Segment Start: DATA EXCERPTS

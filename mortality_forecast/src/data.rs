//! Integrated country-year table handling

use crate::config::{COUNTRY_COLUMN, RATE_SUFFIX, YEAR_COLUMN};
use crate::error::{ForecastError, Result};
use polars::prelude::*;
use std::collections::{BTreeMap, HashSet};
use std::fs::File;
use std::path::Path;

/// One row per (country, year) with every numeric column of the source file
#[derive(Debug, Clone, PartialEq)]
pub struct IntegratedTable {
    countries: Vec<String>,
    years: Vec<i32>,
    columns: BTreeMap<String, Vec<Option<f64>>>,
}

/// Loader for the integrated table
#[derive(Debug)]
pub struct DataLoader;

impl DataLoader {
    /// Load a table, picking the reader from the file extension
    pub fn from_path<P: AsRef<Path>>(path: P) -> Result<IntegratedTable> {
        let path = path.as_ref();
        match path.extension().and_then(|e| e.to_str()) {
            Some(ext) if ext.eq_ignore_ascii_case("parquet") => Self::from_parquet(path),
            _ => Self::from_csv(path),
        }
    }

    /// Load the integrated table from a CSV file with a header row
    pub fn from_csv<P: AsRef<Path>>(path: P) -> Result<IntegratedTable> {
        let file = File::open(path)?;
        let df = CsvReader::new(file)
            .infer_schema(None)
            .has_header(true)
            .finish()?;

        Self::from_dataframe(&df)
    }

    /// Load the integrated table from a Parquet file
    pub fn from_parquet<P: AsRef<Path>>(path: P) -> Result<IntegratedTable> {
        let file = File::open(path)?;
        let df = ParquetReader::new(file).finish()?;

        Self::from_dataframe(&df)
    }

    /// Build the table from an existing DataFrame.
    ///
    /// Key columns are required; every other numeric column is kept and
    /// non-numeric ones (country codes and the like) are ignored.
    pub fn from_dataframe(df: &DataFrame) -> Result<IntegratedTable> {
        let countries = Self::country_column(df)?;
        let years = Self::year_column(df)?;

        let mut columns = BTreeMap::new();
        for series in df.get_columns() {
            let name = series.name();
            if name == COUNTRY_COLUMN || name == YEAR_COLUMN || !series.dtype().is_numeric() {
                continue;
            }
            let values = series.cast(&DataType::Float64)?;
            let values: Vec<Option<f64>> = values
                .f64()?
                .into_iter()
                .map(|v| v.filter(|v| v.is_finite()))
                .collect();
            columns.insert(name.to_string(), values);
        }

        IntegratedTable::new(countries, years)?.with_columns(columns)
    }

    fn country_column(df: &DataFrame) -> Result<Vec<String>> {
        let col = df.column(COUNTRY_COLUMN).map_err(|e| {
            ForecastError::DataError(format!("Column '{}' not found: {}", COUNTRY_COLUMN, e))
        })?;
        let col = col.cast(&DataType::Utf8)?;

        col.utf8()?
            .into_iter()
            .enumerate()
            .map(|(row, v)| {
                v.map(|s| s.to_string()).ok_or_else(|| {
                    ForecastError::DataError(format!("Missing country name in row {}", row))
                })
            })
            .collect()
    }

    fn year_column(df: &DataFrame) -> Result<Vec<i32>> {
        let col = df.column(YEAR_COLUMN).map_err(|e| {
            ForecastError::DataError(format!("Column '{}' not found: {}", YEAR_COLUMN, e))
        })?;
        let col = col.cast(&DataType::Int64)?;

        col.i64()?
            .into_iter()
            .enumerate()
            .map(|(row, v)| {
                v.and_then(|y| i32::try_from(y).ok()).ok_or_else(|| {
                    ForecastError::DataError(format!("Missing or invalid year in row {}", row))
                })
            })
            .collect()
    }
}

impl IntegratedTable {
    /// Create a table holding only the key columns.
    ///
    /// Fails when the key vectors differ in length or a (country, year)
    /// pair occurs twice.
    pub fn new(countries: Vec<String>, years: Vec<i32>) -> Result<Self> {
        if countries.len() != years.len() {
            return Err(ForecastError::DataError(format!(
                "Country and year columns differ in length ({} vs {})",
                countries.len(),
                years.len()
            )));
        }

        let mut seen = HashSet::with_capacity(countries.len());
        for (country, year) in countries.iter().zip(&years) {
            if !seen.insert((country.as_str(), *year)) {
                return Err(ForecastError::DataError(format!(
                    "Duplicate record for {} in {}",
                    country, year
                )));
            }
        }

        Ok(Self {
            countries,
            years,
            columns: BTreeMap::new(),
        })
    }

    /// Add or replace a numeric column
    pub fn with_column(mut self, name: impl Into<String>, values: Vec<Option<f64>>) -> Result<Self> {
        let name = name.into();
        if values.len() != self.len() {
            return Err(ForecastError::DataError(format!(
                "Column '{}' has {} values, expected {}",
                name,
                values.len(),
                self.len()
            )));
        }
        if name == COUNTRY_COLUMN || name == YEAR_COLUMN {
            return Err(ForecastError::DataError(format!(
                "'{}' is a key column",
                name
            )));
        }
        self.columns.insert(name, values);
        Ok(self)
    }

    /// Add a column of values with no gaps
    pub fn with_values(self, name: impl Into<String>, values: Vec<f64>) -> Result<Self> {
        self.with_column(name, values.into_iter().map(Some).collect())
    }

    fn with_columns(mut self, columns: BTreeMap<String, Vec<Option<f64>>>) -> Result<Self> {
        for (name, values) in columns {
            self = self.with_column(name, values)?;
        }
        Ok(self)
    }

    pub fn len(&self) -> usize {
        self.years.len()
    }

    pub fn is_empty(&self) -> bool {
        self.years.is_empty()
    }

    pub fn countries(&self) -> &[String] {
        &self.countries
    }

    pub fn years(&self) -> &[i32] {
        &self.years
    }

    /// Distinct countries in first-seen order
    pub fn distinct_countries(&self) -> Vec<&str> {
        let mut seen = HashSet::new();
        self.countries
            .iter()
            .filter(|c| seen.insert(c.as_str()))
            .map(|c| c.as_str())
            .collect()
    }

    pub fn column(&self, name: &str) -> Option<&[Option<f64>]> {
        self.columns.get(name).map(|v| v.as_slice())
    }

    pub fn has_column(&self, name: &str) -> bool {
        self.columns.contains_key(name)
    }

    pub fn column_names(&self) -> impl Iterator<Item = &str> {
        self.columns.keys().map(|k| k.as_str())
    }

    /// Row indices belonging to `country`, in table order
    pub fn rows_for(&self, country: &str) -> Vec<usize> {
        self.countries
            .iter()
            .enumerate()
            .filter(|(_, c)| c.as_str() == country)
            .map(|(i, _)| i)
            .collect()
    }

    /// (min, max) year present in the table
    pub fn year_range(&self) -> Option<(i32, i32)> {
        let min = self.years.iter().min()?;
        let max = self.years.iter().max()?;
        Some((*min, *max))
    }
}

/// Name of the rate column for a cause
pub fn rate_column(cause: &str) -> String {
    format!("{}{}", cause, RATE_SUFFIX)
}

/// A cause with its historical death total
#[derive(Debug, Clone, PartialEq)]
pub struct RankedCause {
    pub cause: String,
    pub total_deaths: f64,
}

/// Rank causes by total historical deaths and keep the top `n`.
///
/// Candidates are causes with both a `<Cause>_Rate_per_100k` column and a
/// raw `<Cause>` count column. Ties are broken by name.
pub fn rank_top_causes(table: &IntegratedTable, n: usize) -> Result<Vec<RankedCause>> {
    let mut ranked: Vec<RankedCause> = table
        .column_names()
        .filter_map(|name| name.strip_suffix(RATE_SUFFIX))
        .filter_map(|cause| {
            table.column(cause).map(|counts| RankedCause {
                cause: cause.to_string(),
                total_deaths: counts.iter().flatten().sum(),
            })
        })
        .collect();

    if ranked.is_empty() {
        return Err(ForecastError::DataError(format!(
            "No cause has both a count column and a '{}' column",
            RATE_SUFFIX
        )));
    }

    ranked.sort_by(|a, b| {
        b.total_deaths
            .total_cmp(&a.total_deaths)
            .then_with(|| a.cause.cmp(&b.cause))
    });
    ranked.truncate(n);
    Ok(ranked)
}
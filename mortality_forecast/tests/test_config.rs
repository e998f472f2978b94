use mortality_forecast::config::{ForecastConfig, DEFAULT_COUNTRIES};
use mortality_forecast::error::{ForecastError, SeriesFailure};
use pretty_assertions::assert_eq;
use std::io::Write;
use std::time::Duration;
use tempfile::NamedTempFile;

#[test]
fn test_partial_json_takes_defaults() {
    let mut file = NamedTempFile::new().unwrap();
    writeln!(
        file,
        r#"{{ "countries": ["Japan", "Brazil"], "top_causes": 3, "model": {{ "seed": 9 }} }}"#
    )
    .unwrap();

    let config = ForecastConfig::from_json_file(file.path()).unwrap();
    assert_eq!(config.countries, vec!["Japan".to_string(), "Brazil".to_string()]);
    assert_eq!(config.top_causes, 3);
    assert_eq!(config.model.seed, 9);
    assert_eq!(config.model.changepoint_prior_scale, 0.05);
    assert_eq!(config.horizon.years(), (2020..=2030).collect::<Vec<_>>());
    assert_eq!(config.fit_timeout(), Some(Duration::from_secs(30)));
}

#[test]
fn test_invalid_json_config() {
    let mut file = NamedTempFile::new().unwrap();
    writeln!(file, r#"{{ "countries": [] }}"#).unwrap();
    assert!(matches!(
        ForecastConfig::from_json_file(file.path()),
        Err(ForecastError::InvalidParameter(_))
    ));

    let mut file = NamedTempFile::new().unwrap();
    writeln!(file, "not json").unwrap();
    assert!(matches!(
        ForecastConfig::from_json_file(file.path()),
        Err(ForecastError::JsonError(_))
    ));
}

#[test]
fn test_default_config() {
    let config = ForecastConfig::default();
    assert_eq!(config.countries.len(), DEFAULT_COUNTRIES.len());
    assert_eq!(config.climate_variables.len(), 5);
    assert!(config.validate().is_ok());
}

#[test]
fn test_series_failure_serializes_with_kind() {
    let failure = SeriesFailure::MissingColumn("Malaria_Rate_per_100k".into());
    let json = serde_json::to_value(&failure).unwrap();
    assert_eq!(json["kind"], "missing_column");
    assert_eq!(json["detail"], "Malaria_Rate_per_100k");
    assert_eq!(failure.kind(), "missing_column");

    let timeout = SeriesFailure::TimedOut { millis: 1500 };
    assert_eq!(timeout.to_string(), "fit exceeded the time budget of 1500 ms");
    let back: SeriesFailure =
        serde_json::from_value(serde_json::to_value(&timeout).unwrap()).unwrap();
    assert_eq!(back, timeout);
}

Segment End: DATA EXCERPTS

Check each line of the data above for the string "seed", and copy the ones that have it.

        r#"{{ "countries": ["Japan", "Brazil"], "top_causes": 3, "model": {{ "seed": 9 }} }}"#
    assert_eq!(config.model.seed, 9);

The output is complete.